D-Wave Aktie: Große Übernahme
D-Wave Quantum startet mit einer Milliardenbewertung und einem strategischen Paukenschlag in das neue Jahr: Das Unternehmen kauft Quantum Circuits Inc. (QCI) für 550 Mio. US-Dollar. Damit entsteht der erste Anbieter, der sowohl Quantum Annealing als auch Gate-basierte Quantensysteme aus einer Hand anbieten will. Entscheidend wird sein, ob D-Wave die Integration technisch und finanziell sauber umsetzt.
Deal-Struktur und Technologie
D-Wave zahlt für QCI insgesamt 550 Mio. US-Dollar, aufgeteilt in:
- 300 Mio. US-Dollar in D-Wave-Stammaktien
- 250 Mio. US-Dollar in bar
Die Transaktion zählt zu den größeren Deals im Quantum-Computing-Sektor. Sie steht noch unter dem Vorbehalt der kartellrechtlichen Freigabe nach dem Hart-Scott-Rodino Act sowie der NYSE-Zulassung für die neu auszugebenden Aktien. Centerview Partners berät D-Wave als exklusiver Finanzberater, Paul, Weiss fungiert als Rechtsberater.
Kern der Übernahme ist QCIs proprietäre Dual-Rail-Technologie mit integrierter Fehlererkennung. Sie soll den Bedarf an physischen Qubits je logischem Qubit deutlich senken – ein zentraler Engpass beim Hochskalieren kommerziell nutzbarer Quantensysteme.
D-Wave plant, diese Technologie mit seiner Expertise in skalierbarer supraleitender Prozessorkontrolle und der bestehenden Cloud-Plattform zu kombinieren. Ergebnis soll ein fehlerkorrigierender, supraleitender Gate-Ansatz sein. Ein erstes Dual-Rail-System soll 2026 allgemein verfügbar werden.
CEO Alan Baratz sieht das Unternehmen dadurch „als weltweit führenden Anbieter im Bereich supraleitender Quantencomputer“ positioniert und erwartet, die Branche mit Gate-basierten Produkten und Services ab 2026 „überholen“ zu können. QCI-CEO Ray Smets betont den Komplementärcharakter und spricht von einer beschleunigten Roadmap hin zu kommerziell einsetzbaren Gate-basierten Systemen.
Marktreaktion und Kursentwicklung
Die Aktie reagierte zunächst mit Gewinnmitnahmen. Am 7. Januar schloss QBTS bei 30,20 US-Dollar, ein Minus von 3,42 % zum Vortag (31,27 US-Dollar). Intraday schwankte der Kurs zwischen 30,09 und 32,15 US-Dollar, bei einem Handelsvolumen von rund 36,6 Mio. Aktien.

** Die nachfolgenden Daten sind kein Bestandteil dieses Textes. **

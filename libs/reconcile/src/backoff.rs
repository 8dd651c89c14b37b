//! Requeue backoff for failed reconciliations.

use std::collections::BTreeMap;
use std::time::Duration;

use crate::{DEFAULT_BACKOFF_BASE, DEFAULT_BACKOFF_MAX};

/// Per-key exponential backoff.
///
/// The n-th consecutive failure of a key yields `base * 2^(n-1)`, capped at
/// `max`. A success clears the key.
#[derive(Debug, Clone)]
pub struct Backoff {
    /// Delay after the first failure.
    base: Duration,

    /// Delay ceiling.
    max: Duration,

    /// Consecutive failures by key.
    failures: BTreeMap<String, u32>,
}

impl Backoff {
    /// Create a new backoff tracker.
    pub fn new(base: Duration, max: Duration) -> Self {
        Self {
            base,
            max,
            failures: BTreeMap::new(),
        }
    }

    /// Record a failure for a key.
    ///
    /// Returns how long to wait before retrying it.
    pub fn record_failure(&mut self, key: &str) -> Duration {
        let count = self.failures.entry(key.to_string()).or_insert(0);
        *count = count.saturating_add(1);

        let exponent = (*count - 1).min(31);
        self.base
            .checked_mul(1u32 << exponent)
            .map_or(self.max, |delay| delay.min(self.max))
    }

    /// Consecutive failures recorded for a key.
    pub fn failures(&self, key: &str) -> u32 {
        self.failures.get(key).copied().unwrap_or(0)
    }

    /// Clear failure tracking for a key (on success).
    pub fn clear(&mut self, key: &str) {
        self.failures.remove(key);
    }
}

impl Default for Backoff {
    fn default() -> Self {
        Self::new(DEFAULT_BACKOFF_BASE, DEFAULT_BACKOFF_MAX)
    }
}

Im vorbörslichen Handel heute notiert das Papier bei 29,75 US-Dollar, was einem weiteren Rückgang von 1,39 % gegenüber dem Schlusskurs entspricht.
Trotz der jüngsten Schwäche fällt die Bilanz der vergangenen zwölf Monate deutlich positiv aus: Seit Januar 2025 hat sich der Kurs etwa verdreifacht – von rund 6 auf über 30 US-Dollar. Das 52-Wochen-Hoch von 46,75 US-Dollar stammt vom 15. Oktober 2025.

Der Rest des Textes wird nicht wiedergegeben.